Rotational stabilizer in camera sensors — electronically compensates hand shake without mechanical gimbal. Makes handheld 24p footage usable.
The electronic image stabilizer in modern cameras works with tiny rotation sensors — gyroscopes — that capture every micro-movement of the camera and correct it in real-time or in post-production. You notice this immediately when you're shooting handheld with a GH5 or RED Komodo: the software reads the gyro data and shifts the sensor or digital crop to compensate for head wobble and jitters. No gimbal needed, no Steadicam — just electronics and a bit of processing power.
Practically on set, this means you can shoot 24p footage handheld that looks like it was shot on a lightweight tripod. For documentary or low-budget productions, this is a game-changer. Gyro stabilization works best with moderate movements — extreme pans or intentional shaking quickly exceed the correction capabilities. Some cameras allow you to control the strength of the stabilization in the metadata, which remains flexible in editing. You can then choose between full, medium, or disabled gyro correction, depending on whether you want to preserve rawness or smooth it out.

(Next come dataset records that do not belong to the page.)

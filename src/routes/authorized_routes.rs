use axum::{
    extract::{Path, State},
    routing::{get, put},
    Json, Router,
};

use crate::controllers::AuthorizedController;
use crate::dto::authorized_dto::{AuthorizedRequest, AuthorizedResponse};
use crate::dto::{ApiResponse, OkResponse};
use crate::models::Authorized;
use crate::state::AppState;
use crate::utils::errors::AppError;
use crate::utils::validation::{parse_id, Valid};

pub fn create_authorized_router() -> Router<AppState> {
    Router::new()
        .route("/", get(list_authorized).post(create_authorized))
        .route("/:id", put(update_authorized).delete(delete_authorized))
}

async fn list_authorized(
    State(state): State<AppState>,
) -> Result<Json<ApiResponse<Vec<Authorized>>>, AppError> {
    let controller = AuthorizedController::new(&state);
    let entries = controller.list().await?;
    Ok(Json(ApiResponse::success(entries)))
}

async fn create_authorized(
    State(state): State<AppState>,
    Valid(entry): Valid<AuthorizedRequest>,
) -> Result<Json<ApiResponse<AuthorizedResponse>>, AppError> {
    let controller = AuthorizedController::new(&state);
    let response = controller.create(entry).await?;
    Ok(Json(ApiResponse::success(response)))
}

async fn update_authorized(
    State(state): State<AppState>,
    Path(id): Path<String>,
    Valid(entry): Valid<AuthorizedRequest>,
) -> Result<Json<ApiResponse<AuthorizedResponse>>, AppError> {
    let id = parse_id(&id)?;
    let controller = AuthorizedController::new(&state);
    let response = controller.update(id, entry).await?;
    Ok(Json(ApiResponse::success(response)))
}

async fn delete_authorized(
    State(state): State<AppState>,
    Path(id): Path<String>,
) -> Result<Json<OkResponse>, AppError> {
    let id = parse_id(&id)?;
    let controller = AuthorizedController::new(&state);
    controller.delete(id).await?;
    Ok(Json(OkResponse::new()))
}
use async_trait::async_trait;
use uuid::Uuid;

use crate::models::{NewPerson, Person, PersonChanges};
use crate::repositories::{PersonRepository, PgStore};
use crate::utils::errors::AppResult;

const PERSON_COLUMNS: &str = "id, full_name, doc_number, phone, email, notes, photo_url";

#[async_trait]
impl PersonRepository for PgStore {
    async fn list_people(&self, company_id: Uuid) -> AppResult<Vec<Person>> {
        let people = sqlx::query_as::<_, Person>(&format!(
            "SELECT {} FROM people WHERE company_id = $1 ORDER BY full_name",
            PERSON_COLUMNS
        ))
        .bind(company_id)
        .fetch_all(self.pool())
        .await?;

        Ok(people)
    }

    async fn find_person(&self, company_id: Uuid, id: Uuid) -> AppResult<Option<Person>> {
        let person = sqlx::query_as::<_, Person>(&format!(
            "SELECT {} FROM people WHERE company_id = $1 AND id = $2",
            PERSON_COLUMNS
        ))
        .bind(company_id)
        .bind(id)
        .fetch_optional(self.pool())
        .await?;

        Ok(person)
    }

    async fn find_person_by_name(
        &self,
        company_id: Uuid,
        full_name: &str,
    ) -> AppResult<Option<Person>> {
        // Puede haber homónimos con documentos distintos; se toma el más antiguo
        let person = sqlx::query_as::<_, Person>(&format!(
            "SELECT {} FROM people WHERE company_id = $1 AND full_name = $2 \
             ORDER BY created_at LIMIT 1",
            PERSON_COLUMNS
        ))
        .bind(company_id)
        .bind(full_name)
        .fetch_optional(self.pool())
        .await?;

        Ok(person)
    }

    async fn insert_person(&self, company_id: Uuid, person: &NewPerson) -> AppResult<Person> {
        let created = sqlx::query_as::<_, Person>(&format!(
            r#"
            INSERT INTO people (id, company_id, full_name, doc_number, phone, email, notes)
            VALUES ($1, $2, $3, $4, $5, $6, $7)
            RETURNING {}
            "#,
            PERSON_COLUMNS
        ))
        .bind(Uuid::new_v4())
        .bind(company_id)
        .bind(&person.full_name)
        .bind(&person.doc_number)
        .bind(&person.phone)
        .bind(&person.email)
        .bind(&person.notes)
        .fetch_one(self.pool())
        .await?;

        Ok(created)
    }

    async fn update_person(
        &self,
        company_id: Uuid,
        id: Uuid,
        changes: &PersonChanges,
    ) -> AppResult<Option<Person>> {
        let mut tx = self.pool().begin().await?;

        let current = sqlx::query_as::<_, Person>(&format!(
            "SELECT {} FROM people WHERE company_id = $1 AND id = $2 FOR UPDATE",
            PERSON_COLUMNS
        ))
        .bind(company_id)
        .bind(id)
        .fetch_optional(&mut *tx)
        .await?;

        let Some(mut person) = current else {
            return Ok(None);
        };
        changes.apply_to(&mut person);

        let updated = sqlx::query_as::<_, Person>(&format!(
            r#"
            UPDATE people
            SET full_name = $3, doc_number = $4, phone = $5, email = $6, notes = $7, photo_url = $8
            WHERE company_id = $1 AND id = $2
            RETURNING {}
            "#,
            PERSON_COLUMNS
        ))
        .bind(company_id)
        .bind(id)
        .bind(&person.full_name)
        .bind(&person.doc_number)
        .bind(&person.phone)
        .bind(&person.email)
        .bind(&person.notes)
        .bind(&person.photo_url)
        .fetch_one(&mut *tx)
        .await?;

        tx.commit().await?;
        Ok(Some(updated))
    }

    async fn delete_person(&self, company_id: Uuid, id: Uuid) -> AppResult<bool> {
        let result = sqlx::query("DELETE FROM people WHERE company_id = $1 AND id = $2")
            .bind(company_id)
            .bind(id)
            .execute(self.pool())
            .await?;

        Ok(result.rows_affected() > 0)
    }
}
use axum::{
    extract::{Path, State},
    routing::{get, put},
    Json, Router,
};

use crate::controllers::VehicleController;
use crate::dto::vehicle_dto::VehicleRequest;
use crate::dto::{ApiResponse, OkResponse};
use crate::models::Vehicle;
use crate::state::AppState;
use crate::utils::errors::AppError;
use crate::utils::validation::{parse_id, Valid};

pub fn create_vehicle_router() -> Router<AppState> {
    Router::new()
        .route("/", get(list_vehicles).post(create_vehicle))
        .route("/:id", put(update_vehicle).delete(delete_vehicle))
}

async fn list_vehicles(
    State(state): State<AppState>,
) -> Result<Json<ApiResponse<Vec<Vehicle>>>, AppError> {
    let controller = VehicleController::new(&state);
    let vehicles = controller.list().await?;
    Ok(Json(ApiResponse::success(vehicles)))
}

async fn create_vehicle(
    State(state): State<AppState>,
    Valid(vehicle): Valid<VehicleRequest>,
) -> Result<Json<ApiResponse<Vehicle>>, AppError> {
    let controller = VehicleController::new(&state);
    let created = controller.create(vehicle).await?;
    Ok(Json(ApiResponse::success(created)))
}

async fn update_vehicle(
    State(state): State<AppState>,
    Path(id): Path<String>,
    Valid(vehicle): Valid<VehicleRequest>,
) -> Result<Json<ApiResponse<Vehicle>>, AppError> {
    let id = parse_id(&id)?;
    let controller = VehicleController::new(&state);
    let updated = controller.update(id, vehicle).await?;
    Ok(Json(ApiResponse::success(updated)))
}

async fn delete_vehicle(
    State(state): State<AppState>,
    Path(id): Path<String>,
) -> Result<Json<OkResponse>, AppError> {
    let id = parse_id(&id)?;
    let controller = VehicleController::new(&state);
    controller.delete(id).await?;
    Ok(Json(OkResponse::new()))
}
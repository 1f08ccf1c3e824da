//! Modelo de Vehicle
//!
//! Este módulo contiene el struct Vehicle y sus variantes para CRUD operations.
//! La placa siempre se guarda normalizada.

use serde::{Deserialize, Serialize};
use sqlx::FromRow;
use uuid::Uuid;

use crate::utils::validation::Plate;

/// Vehicle principal - mapea a la tabla vehicles
#[derive(Debug, Clone, PartialEq, Serialize, Deserialize, FromRow)]
pub struct Vehicle {
    pub id: Uuid,
    pub plate: String,
    pub model: Option<String>,
    pub color: Option<String>,
}

/// Datos validados de un vehículo (alta o reemplazo completo)
#[derive(Debug, Clone, PartialEq)]
pub struct NewVehicle {
    pub plate: Plate,
    pub model: Option<String>,
    pub color: Option<String>,
}
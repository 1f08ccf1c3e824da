use serde::Deserialize;
use validator::Validate;

use crate::models::NewVehicle;
use crate::utils::errors::AppResult;
use crate::utils::validation::{blank_as_none, require_plate, RequestSchema};

/// Request para crear o reemplazar un vehículo
#[derive(Debug, Deserialize, Validate)]
pub struct VehicleRequest {
    #[serde(default)]
    pub plate: String,
    #[serde(default, deserialize_with = "blank_as_none")]
    #[validate(length(max = 60, message = "Modelo muito longo."))]
    pub model: Option<String>,
    #[serde(default, deserialize_with = "blank_as_none")]
    #[validate(length(max = 30, message = "Cor muito longa."))]
    pub color: Option<String>,
}

impl RequestSchema for VehicleRequest {
    type Valid = NewVehicle;

    fn finish(self) -> AppResult<NewVehicle> {
        Ok(NewVehicle {
            plate: require_plate(&self.plate)?,
            model: self.model,
            color: self.color,
        })
    }
}

#[cfg(test)]
mod tests {
    use super::*;
    use crate::utils::errors::AppError;

    #[test]
    fn test_vehicle_request_normalizes_plate() {
        let request: VehicleRequest =
            serde_json::from_str(r#"{"plate":"abc-1234","model":" Gol ","color":""}"#).unwrap();
        let vehicle = request.finish().unwrap();
        assert_eq!(vehicle.plate.as_str(), "ABC1234");
        assert_eq!(vehicle.model.as_deref(), Some("Gol"));
        assert_eq!(vehicle.color, None);
    }

    #[test]
    fn test_vehicle_request_plate_messages() {
        let missing: VehicleRequest = serde_json::from_str("{}").unwrap();
        assert!(matches!(missing.finish(), Err(AppError::BadRequest(m)) if m == "Placa é obrigatória."));

        let invalid: VehicleRequest = serde_json::from_str(r#"{"plate":"12"}"#).unwrap();
        assert!(matches!(invalid.finish(), Err(AppError::BadRequest(m)) if m == "Placa inválida."));
    }
}
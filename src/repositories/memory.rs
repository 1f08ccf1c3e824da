//! Store en memoria
//!
//! Implementa los mismos contratos que `PgStore`, incluidas las restricciones
//! de unicidad del schema, para tests y para levantar el servicio sin base de datos.

use async_trait::async_trait;
use chrono::{DateTime, Utc};
use std::collections::HashMap;
use tokio::sync::RwLock;
use uuid::Uuid;

use crate::models::{
    visit::{VisitPerson, VisitVehicle},
    Authorized, HistoryWindow, NewAuthorized, NewPerson, NewVehicle, NewVisit, Person,
    PersonChanges, PersonRef, Vehicle, VehiclePersonLink, Visit, VisitDetail, VisitEvent,
    VisitEventType, VisitStamp,
};
use crate::repositories::{
    AuthorizedRepository, PersonRepository, VehiclePeopleRepository, VehicleRepository,
    VisitRepository,
};
use crate::utils::errors::{AppError, AppResult};
use crate::utils::validation::Plate;

#[derive(Debug, Clone)]
struct Scoped<T> {
    company_id: Uuid,
    row: T,
}

#[derive(Debug, Clone)]
struct LinkRow {
    company_id: Uuid,
    vehicle_id: Uuid,
    person_id: Uuid,
}

#[derive(Default)]
struct Tables {
    branches: HashMap<Uuid, String>,
    people: Vec<Scoped<Person>>,
    vehicles: Vec<Scoped<Vehicle>>,
    authorized: Vec<Scoped<Authorized>>,
    links: Vec<LinkRow>,
    visits: Vec<Visit>,
    events: Vec<VisitEvent>,
}

impl Tables {
    fn person(&self, id: Uuid) -> Option<&Person> {
        self.people.iter().map(|p| &p.row).find(|p| p.id == id)
    }

    fn vehicle(&self, id: Uuid) -> Option<&Vehicle> {
        self.vehicles.iter().map(|v| &v.row).find(|v| v.id == id)
    }

    fn detail(&self, visit: &Visit) -> VisitDetail {
        VisitDetail {
            id: visit.id,
            checkin_time: visit.checkin_time,
            checkout_time: visit.checkout_time,
            purpose: visit.purpose.clone(),
            person: visit
                .person_id
                .and_then(|id| self.person(id))
                .map(|p| VisitPerson {
                    full_name: p.full_name.clone(),
                    doc_number: p.doc_number.clone(),
                }),
            vehicle: visit
                .vehicle_id
                .and_then(|id| self.vehicle(id))
                .map(|v| VisitVehicle {
                    plate: v.plate.clone(),
                    model: v.model.clone(),
                    color: v.color.clone(),
                }),
            branch_name: self.branches.get(&visit.branch_id).cloned(),
        }
    }

    fn doc_number_taken(&self, company_id: Uuid, doc: &Option<String>, except: Option<Uuid>) -> bool {
        let Some(doc) = doc else {
            return false;
        };
        self.people.iter().any(|p| {
            p.company_id == company_id
                && Some(p.row.id) != except
                && p.row.doc_number.as_deref() == Some(doc.as_str())
        })
    }

    fn plate_taken(&self, company_id: Uuid, plate: &Plate, except: Option<Uuid>) -> bool {
        self.vehicles.iter().any(|v| {
            v.company_id == company_id && Some(v.row.id) != except && v.row.plate == plate.as_str()
        })
    }

    fn authorized_plate_taken(&self, company_id: Uuid, plate: &Plate, except: Option<Uuid>) -> bool {
        self.authorized.iter().any(|a| {
            a.company_id == company_id && Some(a.row.id) != except && a.row.plate == plate.as_str()
        })
    }

    fn sorted_desc(&self, mut visits: Vec<&Visit>) -> Vec<VisitDetail> {
        visits.sort_by(|a, b| b.checkin_time.cmp(&a.checkin_time));
        visits.into_iter().map(|v| self.detail(v)).collect()
    }
}

fn unique_violation(constraint: &str) -> AppError {
    AppError::UniqueViolation(constraint.to_string())
}

#[derive(Default)]
pub struct MemoryStore {
    tables: RwLock<Tables>,
}

impl MemoryStore {
    pub fn new() -> Self {
        Self::default()
    }

    /// Registra el nombre de una filial (la tabla `branches` es de solo lectura en la API)
    pub async fn insert_branch(&self, branch_id: Uuid, name: &str) {
        let mut tables = self.tables.write().await;
        tables.branches.insert(branch_id, name.to_string());
    }

    /// Copia del log de eventos, en orden de inserción
    pub async fn events(&self) -> Vec<VisitEvent> {
        self.tables.read().await.events.clone()
    }

    /// Fija la hora de entrada de una visita existente
    pub async fn set_checkin_time(&self, visit_id: Uuid, at: DateTime<Utc>) -> bool {
        let mut tables = self.tables.write().await;
        match tables.visits.iter_mut().find(|v| v.id == visit_id) {
            Some(visit) => {
                visit.checkin_time = at;
                true
            }
            None => false,
        }
    }
}

#[async_trait]
impl PersonRepository for MemoryStore {
    async fn list_people(&self, company_id: Uuid) -> AppResult<Vec<Person>> {
        let tables = self.tables.read().await;
        let mut people: Vec<Person> = tables
            .people
            .iter()
            .filter(|p| p.company_id == company_id)
            .map(|p| p.row.clone())
            .collect();
        people.sort_by(|a, b| a.full_name.cmp(&b.full_name));
        Ok(people)
    }

    async fn find_person(&self, company_id: Uuid, id: Uuid) -> AppResult<Option<Person>> {
        let tables = self.tables.read().await;
        Ok(tables
            .people
            .iter()
            .find(|p| p.company_id == company_id && p.row.id == id)
            .map(|p| p.row.clone()))
    }

    async fn find_person_by_name(
        &self,
        company_id: Uuid,
        full_name: &str,
    ) -> AppResult<Option<Person>> {
        let tables = self.tables.read().await;
        Ok(tables
            .people
            .iter()
            .find(|p| p.company_id == company_id && p.row.full_name == full_name)
            .map(|p| p.row.clone()))
    }

    async fn insert_person(&self, company_id: Uuid, person: &NewPerson) -> AppResult<Person> {
        let mut tables = self.tables.write().await;
        if tables.doc_number_taken(company_id, &person.doc_number, None) {
            return Err(unique_violation("people_company_doc_number_key"));
        }

        let row = Person {
            id: Uuid::new_v4(),
            full_name: person.full_name.clone(),
            doc_number: person.doc_number.clone(),
            phone: person.phone.clone(),
            email: person.email.clone(),
            notes: person.notes.clone(),
            photo_url: None,
        };
        tables.people.push(Scoped {
            company_id,
            row: row.clone(),
        });
        Ok(row)
    }

    async fn update_person(
        &self,
        company_id: Uuid,
        id: Uuid,
        changes: &PersonChanges,
    ) -> AppResult<Option<Person>> {
        let mut tables = self.tables.write().await;
        let Some(index) = tables
            .people
            .iter()
            .position(|p| p.company_id == company_id && p.row.id == id)
        else {
            return Ok(None);
        };

        let mut updated = tables.people[index].row.clone();
        changes.apply_to(&mut updated);
        if tables.doc_number_taken(company_id, &updated.doc_number, Some(id)) {
            return Err(unique_violation("people_company_doc_number_key"));
        }

        tables.people[index].row = updated.clone();
        Ok(Some(updated))
    }

    async fn delete_person(&self, company_id: Uuid, id: Uuid) -> AppResult<bool> {
        let mut tables = self.tables.write().await;
        let before = tables.people.len();
        tables
            .people
            .retain(|p| !(p.company_id == company_id && p.row.id == id));
        let deleted = tables.people.len() < before;
        if deleted {
            tables.links.retain(|l| l.person_id != id);
            for visit in tables.visits.iter_mut().filter(|v| v.person_id == Some(id)) {
                visit.person_id = None;
            }
        }
        Ok(deleted)
    }
}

Important: Gyroscope stabilization always costs a small portion of the image resolution — the software has to slightly enlarge the image frame to make room for the shift. This is hardly noticeable with 4K footage, but can be more apparent in HD. CPU load is also real — some cameras may have to throttle or disable gyro calculation under heavy load or with extreme codec data flow. Furthermore, the data must be written along (MOV container, XML files), otherwise the stabilization information is lost in post.
In practice, you often combine gyroscope stabilization with other techniques — a slight monopod moment, autopilot movements during pans, or rig setups bring out the best of both worlds. Pure handheld documentary crews appreciate the feature because it allows for true freedom of movement and responsiveness without the footage being destroyed by aggressive software stabilization afterward.